**Problem statement:** Restate word for word every line from the top of the data below down through the line that holds "pub use file_source::FileSource;".

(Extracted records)
◇ ◇ ◇ ◇ ◇ ◇ ◇

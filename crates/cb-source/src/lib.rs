//! cb-source - Comment list sources for comment-board
//!
//! This crate provides the sources that read the initial list from outside
//! the process: the mock server's HTTP endpoint and its JSON data file.

mod file_source;
mod payload;
mod remote_source;

pub use file_source::FileSource;
pub use payload::parse_comment_list;
pub use remote_source::RemoteSource;

use cb_core::config::{SourceConfig, SourceKind};
use cb_core::source::{CommentSource, StaticSource};
use cb_core::Result;
use std::time::Duration;

/// Build the source described by `config`
pub fn from_config(config: &SourceConfig) -> Result<Box<dyn CommentSource>> {
    let source: Box<dyn CommentSource> = match config.kind {
        SourceKind::Static => Box::new(StaticSource::seed()?),
        SourceKind::Remote => Box::new(RemoteSource::new(
            &config.url,
            Duration::from_secs(config.timeout_secs),
        )?),
        SourceKind::File => Box::new(FileSource::new(&config.path)),
    };
    tracing::debug!("Using {} comment source", source.name());
    Ok(source)
}

#[cfg(test)]
mod tests {
    use super::*;

    #[test]
    fn test_from_config_static() {
        let config = SourceConfig {
            kind: SourceKind::Static,
            ..SourceConfig::default()
        };
        let source = from_config(&config).unwrap();
        assert_eq!(source.name(), "static");
        assert_eq!(source.fetch().unwrap().len(), 3);
    }

    #[test]
    fn test_from_config_file() {
        let config = SourceConfig {
            kind: SourceKind::File,
            path: "missing-db.json".into(),
            ..SourceConfig::default()
        };
        let source = from_config(&config).unwrap();
        assert_eq!(source.name(), "file");
        assert!(source.fetch().is_err());
    }

    #[test]
    fn test_from_config_remote() {
        let source = from_config(&SourceConfig::default()).unwrap();
        assert_eq!(source.name(), "remote");
    }

    #[test]
    fn test_from_config_bad_url_builds_unavailable_source() {
        let config = SourceConfig {
            url: "localhost:3004/list".to_string(),
            ..SourceConfig::default()
        };
        let source = from_config(&config).unwrap();
        assert!(matches!(
            source.fetch(),
            Err(cb_core::BoardError::SourceUnavailable { .. })
        ));
    }
}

◇ ◇ ◇ ◇ ◇ ◇ ◇

**Exercise solution:**
filename crates/cb-source/src/lib.rs
//! cb-source - Comment list sources for comment-board
//!
//! This crate provides the sources that read the initial list from outside
//! the process: the mock server's HTTP endpoint and its JSON data file.

mod file_source;
mod payload;
mod remote_source;

pub use file_source::FileSource;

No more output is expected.